◆ **Work required**
Which lines of the listing below contain the word "results"? Copy each of them.

::::::::::

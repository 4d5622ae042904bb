use super::llm_helper::query_structured;
use crate::domain::{ImageCategory, ImageRef, VehicleIdentity};
use crate::inference::{ImageInput, InferenceRequest};
use crate::pipeline::structured::lenient;
use crate::pipeline::{PhaseOutcome, PipelineContext};
use futures_util::future::join_all;
use serde::Deserialize;
use tokio::sync::mpsc::UnboundedSender;
use tracing::{debug, info, warn};

const TEMPERATURE: f32 = 0.2;

/// Deterministic image selection for one identification attempt.
#[derive(Debug, Clone, Copy, PartialEq, Eq)]
pub enum SubsetStrategy {
    /// Front-facing views first.
    FrontWeighted,
    /// One image per distinct angle before repeating any.
    MixedAngle,
    /// A single image: a document if present, else the best front view.
    SingleBest,
}

impl SubsetStrategy {
    const ORDER: [SubsetStrategy; 3] = [
        SubsetStrategy::FrontWeighted,
        SubsetStrategy::MixedAngle,
        SubsetStrategy::SingleBest,
    ];

    pub fn for_attempt(index: usize) -> Self {
        Self::ORDER[index % Self::ORDER.len()]
    }

    pub fn as_str(&self) -> &'static str {
        match self {
            SubsetStrategy::FrontWeighted => "front_weighted",
            SubsetStrategy::MixedAngle => "mixed_angle",
            SubsetStrategy::SingleBest => "single_best",
        }
    }
}

#[derive(Debug, Clone, PartialEq, Deserialize)]
pub struct IdentityGuess {
    #[serde(default, deserialize_with = "lenient::string")]
    pub make: String,
    #[serde(default, deserialize_with = "lenient::string")]
    pub model: String,
    #[serde(default, deserialize_with = "lenient::year")]
    pub year: Option<u16>,
    #[serde(default = "lenient::default_confidence", deserialize_with = "lenient::confidence")]
    pub confidence: f64,
}

impl IdentityGuess {
    pub fn new(make: &str, model: &str, year: Option<u16>, confidence: f64) -> Self {
        Self {
            make: make.to_string(),
            model: model.to_string(),
            year,
            confidence,
        }
    }

    fn is_usable(&self) -> bool {
        let make = self.make.trim();
        !make.is_empty() && !make.eq_ignore_ascii_case("unknown")
    }

    fn vote_key(&self) -> (String, String, Option<u16>) {
        (
            self.make.trim().to_lowercase(),
            self.model.trim().to_lowercase(),
            self.year,
        )
    }
}

#[derive(Debug, Clone, PartialEq)]
pub struct Identification {
    pub identity: VehicleIdentity,
    pub attempts: usize,
    pub failures: usize,
}

impl Identification {
    /// Votes over whichever attempts reported. Attempts that never
    /// reported count as failures.
    pub fn from_reports(reports: impl IntoIterator<Item = AttemptReport>, attempts: usize) -> Self {
        let mut results: Vec<Option<IdentityGuess>> = vec![None; attempts];
        for report in reports {
            if let Some(slot) = results.get_mut(report.attempt) {
                *slot = report.guess;
            }
        }
        Self::from_results(&results)
    }

    fn from_results(results: &[Option<IdentityGuess>]) -> Self {
        Self {
            identity: vote(results),
            attempts: results.len(),
            failures: results.iter().filter(|r| r.is_none()).count(),
        }
    }
}

/// Result of one finished identification attempt.
#[derive(Debug, Clone, PartialEq)]
pub struct AttemptReport {
    pub attempt: usize,
    pub guess: Option<IdentityGuess>,
}

fn build_prompt(strategy: SubsetStrategy, image_count: usize) -> String {
    let focus = match strategy {
        SubsetStrategy::FrontWeighted => {
            "Focus on the front fascia: grille shape, badge, headlight signature."
        }
        SubsetStrategy::MixedAngle => {
            "Use the overall body shape and proportions across the different viewpoints."
        }
        SubsetStrategy::SingleBest => {
            "If the image is a registration document or VIN plate, read the vehicle details from it."
        }
    };

    format!(
        r#"TASK: identify_vehicle
STRATEGY: {}

Identify the vehicle shown in the {} attached photograph(s).
{}

Respond with JSON:
{{
  "make": "Toyota",
  "model": "Corolla",
  "year": 2020,
  "confidence": 0.0-1.0
}}

IMPORTANT:
- Use "Unknown" for make when the vehicle cannot be identified
- Use null for year when it cannot be determined
"#,
        strategy.as_str(),
        image_count,
        focus
    )
}

/// Picks the images sent by one attempt. Interior shots never help with
/// identification and are skipped unless nothing else exists. `offset`
/// rotates the pool so repeated strategies see different images.
pub fn select_subset(
    images: &[ImageRef],
    strategy: SubsetStrategy,
    offset: usize,
    max_images: usize,
) -> Vec<ImageRef> {
    let mut pool: Vec<&ImageRef> = images
        .iter()
        .filter(|img| img.category != ImageCategory::Interior)
        .collect();
    if pool.is_empty() {
        pool = images.iter().collect();
    }
    if pool.is_empty() {
        return Vec::new();
    }
    let rotate = offset % pool.len();
    pool.rotate_left(rotate);

    let max_images = max_images.max(1);
    let selected: Vec<&ImageRef> = match strategy {
        SubsetStrategy::FrontWeighted => {
            let (front, rest): (Vec<&ImageRef>, Vec<&ImageRef>) = pool
                .iter()
                .copied()
                .partition(|img| img.angle.is_some_and(|a| a.is_front_facing()));
            front.into_iter().chain(rest).take(max_images).collect()
        }
        SubsetStrategy::MixedAngle => {
            let mut seen = Vec::new();
            let mut first_pass = Vec::new();
            let mut second_pass = Vec::new();
            for img in &pool {
                match img.angle {
                    Some(angle) if !seen.contains(&angle) => {
                        seen.push(angle);
                        first_pass.push(*img);
                    }
                    None if img.category == ImageCategory::Exterior => first_pass.push(*img),
                    _ => second_pass.push(*img),
                }
            }
            first_pass.into_iter().chain(second_pass).take(max_images).collect()
        }
        SubsetStrategy::SingleBest => pool
            .iter()
            .find(|img| img.category == ImageCategory::Document)
            .or_else(|| pool.iter().find(|img| img.angle.is_some_and(|a| a.is_front_facing())))
            .or_else(|| pool.first())
            .map(|img| vec![*img])
            .unwrap_or_default(),
    };

    selected.into_iter().cloned().collect()
}

/// Majority vote over attempt results, indexed by attempt order.
///
/// Groups by case-insensitive `(make, model, year)`. The largest group
/// wins; ties go to the higher mean confidence, then the lowest attempt
/// index. A winner with fewer than two members keeps its guess but with
/// zero confidence and agreement.
pub fn vote(attempts: &[Option<IdentityGuess>]) -> VehicleIdentity {
    struct Group<'a> {
        first: usize,
        members: Vec<&'a IdentityGuess>,
    }

    let mut groups: Vec<((String, String, Option<u16>), Group<'_>)> = Vec::new();

    for (idx, guess) in attempts.iter().enumerate() {
        let Some(guess) = guess.as_ref().filter(|g| g.is_usable()) else {
            continue;
        };
        let key = guess.vote_key();
        match groups.iter_mut().find(|(k, _)| *k == key) {
            Some((_, group)) => group.members.push(guess),
            None => groups.push((
                key,
                Group {
                    first: idx,
                    members: vec![guess],
                },
            )),
        }
    }

    let mean = |g: &Group<'_>| {
        g.members.iter().map(|m| m.confidence).sum::<f64>() / g.members.len() as f64
    };

    let winner = groups.iter().map(|(_, g)| g).max_by(|a, b| {
        a.members
            .len()
            .cmp(&b.members.len())
            .then(mean(a).total_cmp(&mean(b)))
            .then(b.first.cmp(&a.first))
    });

    let Some(winner) = winner else {
        return VehicleIdentity::unknown();
    };

    let representative = winner.members[0];
    let agreed = winner.members.len() >= 2;
    VehicleIdentity {
        make: representative.make.trim().to_string(),
        model: representative.model.trim().to_string(),
        year: representative.year,
        confidence: if agreed { mean(winner) } else { 0.0 },
        agreement_count: if agreed { winner.members.len() as u32 } else { 0 },
    }
}

/// Runs every identification attempt and votes.
///
/// Each finished attempt is also sent to `sink` so a job deadline can
/// still vote on the attempts that completed.
pub async fn execute(
    ctx: &PipelineContext,
    images: &[ImageRef],
    sink: Option<&UnboundedSender<AttemptReport>>,
) -> PhaseOutcome<Identification> {
    let attempts = ctx.config.identification_attempts.max(3);
    let max_images = ctx.config.max_images_per_call;

    let calls = (0..attempts).map(|idx| {
        let strategy = SubsetStrategy::for_attempt(idx);
        let subset = select_subset(images, strategy, idx / SubsetStrategy::ORDER.len(), max_images);
        async move {
            let guess = attempt(ctx, idx, strategy, subset).await;
            if let Some(sink) = sink {
                let _ = sink.send(AttemptReport {
                    attempt: idx,
                    guess: guess.clone(),
                });
            }
            guess
        }
    });

    let results = join_all(calls).await;
    let identification = Identification::from_results(&results);
    let identity = &identification.identity;
    let failures = identification.failures;

    info!(
        vehicle = %identity,
        agreement = identity.agreement_count,
        failures,
        "Vehicle identification complete"
    );

    let mut reasons = Vec::new();
    if failures > 0 {
        reasons.push(format!("{} of {} identification attempts failed", failures, attempts));
    }
    if identity.agreement_count == 0 {
        reasons.push("no identification consensus".to_string());
    }

    PhaseOutcome::degraded(identification, reasons)
}

async fn attempt(
    ctx: &PipelineContext,
    idx: usize,
    strategy: SubsetStrategy,
    subset: Vec<ImageRef>,
) -> Option<IdentityGuess> {
    if subset.is_empty() {
        return None;
    }
    let request = InferenceRequest::new(build_prompt(strategy, subset.len()))
        .with_images(subset.into_iter().map(ImageInput::full))
        .with_temperature(TEMPERATURE)
        .with_max_tokens(300)
        .with_label(format!("identify:{}:{}", idx, strategy.as_str()));

    match query_structured::<IdentityGuess>(ctx, request).await {
        Ok(guess) if guess.is_usable() => Some(guess),
        Ok(_) => {
            debug!(attempt = idx, strategy = strategy.as_str(), "Vehicle not recognised");
            None
        }
        Err(e) => {
            warn!(attempt = idx, strategy = strategy.as_str(), error = %e, "Identification attempt failed");
            None
        }
    }
}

::::::::::

◆ **The answer**
        let mut results: Vec<Option<IdentityGuess>> = vec![None; attempts];
            if let Some(slot) = results.get_mut(report.attempt) {
        Self::from_results(&results)
    fn from_results(results: &[Option<IdentityGuess>]) -> Self {
            identity: vote(results),
            attempts: results.len(),
            failures: results.iter().filter(|r| r.is_none()).count(),
/// Majority vote over attempt results, indexed by attempt order.
    let results = join_all(calls).await;
    let identification = Identification::from_results(&results);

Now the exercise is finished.